- Assignment: List each line of the data in which the string "derive" appears.

Records for the task section start

// Copyright 2026 Open Nexus OS Contributors
// SPDX-License-Identifier: Apache-2.0

//! Free-function entry points mirroring the device file operations.

use crate::channel::Channel;
use crate::control::ControlOp;
use crate::error::Result;
use crate::session::{Session, Whence};

pub use crate::channel::create_channel;

pub fn open(channel: &Channel) -> Result<Session> {
    channel.open()
}

/// Appends, or writes at `offset` when one is given.
pub fn write(session: &mut Session, data: &[u8], offset: Option<usize>) -> Result<usize> {
    match offset {
        Some(offset) => session.write_at(offset, data),
        None => session.write(data),
    }
}

pub fn read(session: &mut Session, max_len: usize) -> Result<Vec<u8>> {
    session.read(max_len)
}

pub fn seek(session: &mut Session, offset: i64, whence: Whence) -> Result<usize> {
    session.seek(offset, whence)
}

pub fn control(session: &mut Session, op: ControlOp) -> Result<u64> {
    session.control(op)
}

pub fn close(session: Session) {
    session.close();
}
// Copyright 2026 Open Nexus OS Contributors
// SPDX-License-Identifier: Apache-2.0

//! CONTEXT: Open-file handle on a channel
//!
//! A `Session` is what a host hands to its caller after a successful open. It
//! carries the seek position and the interrupt token of that caller, and
//! releases the channel exactly once (explicit `close` or drop).

use std::fmt;
use std::sync::Arc;

use chan_sync::Interrupter;

use crate::channel::{SessionId, Shared};
use crate::control::ControlOp;
use crate::error::{ChannelError, Result};
use crate::poll::{PollEvents, PollWatcher};

/// Access requested at open time.
#[derive(Clone, Copy, Debug, Default, PartialEq, Eq)]
pub enum AccessMode {
    ReadOnly,
    WriteOnly,
    #[default]
    ReadWrite,
}

impl AccessMode {
    pub const fn can_read(self) -> bool {
        matches!(self, Self::ReadOnly | Self::ReadWrite)
    }

    pub const fn can_write(self) -> bool {
        matches!(self, Self::WriteOnly | Self::ReadWrite)
    }
}

/// Origin of a seek offset.
#[derive(Clone, Copy, Debug, PartialEq, Eq)]
pub enum Whence {
    Set,
    Cur,
    /// Relative to the number of buffered bytes.
    End,
}

pub struct Session {
    id: SessionId,
    mode: AccessMode,
    position: usize,
    interrupter: Interrupter,
    shared: Arc<Shared>,
    released: bool,
}

impl fmt::Debug for Session {
    fn fmt(&self, f: &mut fmt::Formatter<'_>) -> fmt::Result {
        f.debug_struct("Session")
            .field("id", &self.id)
            .field("mode", &self.mode)
            .field("position", &self.position)
            .finish_non_exhaustive()
    }
}

impl Session {
    pub(crate) fn new(id: SessionId, mode: AccessMode, shared: Arc<Shared>) -> Self {
        Self { id, mode, position: 0, interrupter: Interrupter::new(), shared, released: false }
    }

    pub fn id(&self) -> SessionId {
        self.id
    }

    pub fn mode(&self) -> AccessMode {
        self.mode
    }

    /// Logical position used by the positioned read/write variants.
    pub fn position(&self) -> usize {
        self.position
    }

    /// Token that aborts this session's current or next wait with `Interrupted`.
    pub fn interrupter(&self) -> Interrupter {
        self.interrupter.clone()
    }

    fn writable(&self) -> Result<()> {
        if !self.mode.can_write() {
            return Err(ChannelError::InvalidArgument);
        }
        self.shared.check_owner(self.id)
    }

    fn readable(&self) -> Result<()> {
        if !self.mode.can_read() {
            return Err(ChannelError::InvalidArgument);
        }
        self.shared.check_owner(self.id)
    }

    /// Appends `data`; returns the number of bytes accepted.
    pub fn write(&mut self, data: &[u8]) -> Result<usize> {
        self.writable()?;
        self.shared.append(data, Some(&self.interrupter), true)
    }

    /// Writes at `offset` bytes past the read cursor, zero filling any gap.
    pub fn write_at(&mut self, offset: usize, data: &[u8]) -> Result<usize> {
        self.writable()?;
        self.shared.write_at(offset, data, Some(&self.interrupter))
    }

    /// Writes at the seek position and advances it.
    pub fn write_positioned(&mut self, data: &[u8]) -> Result<usize> {
        self.writable()?;
        let written = self.shared.write_at(self.position, data, Some(&self.interrupter))?;
        self.position += written;
        Ok(written)
    }

    /// Consumes up to `max_len` bytes from the read cursor.
    pub fn read(&mut self, max_len: usize) -> Result<Vec<u8>> {
        self.readable()?;
        self.shared.read(max_len, Some(&self.interrupter))
    }

    /// Copies bytes `offset..` past the read cursor without consuming them.
    pub fn read_at(&self, offset: usize, max_len: usize) -> Result<Vec<u8>> {
        self.readable()?;
        self.shared.read_at(offset, max_len, Some(&self.interrupter))
    }

    /// Non-consuming read at the seek position; advances the position.
    pub fn read_positioned(&mut self, max_len: usize) -> Result<Vec<u8>> {
        self.readable()?;
        let out = self.shared.read_at(self.position, max_len, Some(&self.interrupter))?;
        self.position += out.len();
        Ok(out)
    }

    /// Moves the seek position; the target must stay below the capacity.
    pub fn seek(&mut self, offset: i64, whence: Whence) -> Result<usize> {
        self.shared.check_owner(self.id)?;
        let base = match whence {
            Whence::Set => 0,
            Whence::Cur => self.position,
            Whence::End => self.shared.length(Some(&self.interrupter))?,
        };
        let base = i64::try_from(base).map_err(|_| ChannelError::TooLarge)?;
        let target = base.checked_add(offset).ok_or(ChannelError::InvalidArgument)?;
        if target < 0 {
            return Err(ChannelError::InvalidArgument);
        }
        let target = usize::try_from(target).map_err(|_| ChannelError::TooLarge)?;
        if target >= self.shared.capacity(Some(&self.interrupter))? {
            return Err(ChannelError::TooLarge);
        }
        self.position = target;
        Ok(target)
    }

    /// Executes a control request; `Get` returns the value, others return 0.
    pub fn control(&mut self, op: ControlOp) -> Result<u64> {
        self.shared.check_owner(self.id)?;
        self.shared.control(op, Some(&self.interrupter))
    }

    /// Current readiness, never blocks.
    pub fn poll(&self) -> Result<PollEvents> {
        self.shared.poll(Some(&self.interrupter))
    }

    /// Registers readiness interest on a poll-queue channel.
    pub fn watch(&self) -> Result<PollWatcher> {
        PollWatcher::register(Arc::clone(&self.shared), self.interrupter.clone())
    }

    /// Releases the session now instead of at drop.
    pub fn close(mut self) {
        self.release();
    }

    fn release(&mut self) {
        if !self.released {
            self.released = true;
            self.shared.release(self.id);
        }
    }
}

impl Drop for Session {
    fn drop(&mut self) {
        self.release();
    }
}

Records for the task section end

- Result of the task:
#[derive(Clone, Copy, Debug, Default, PartialEq, Eq)]
#[derive(Clone, Copy, Debug, PartialEq, Eq)]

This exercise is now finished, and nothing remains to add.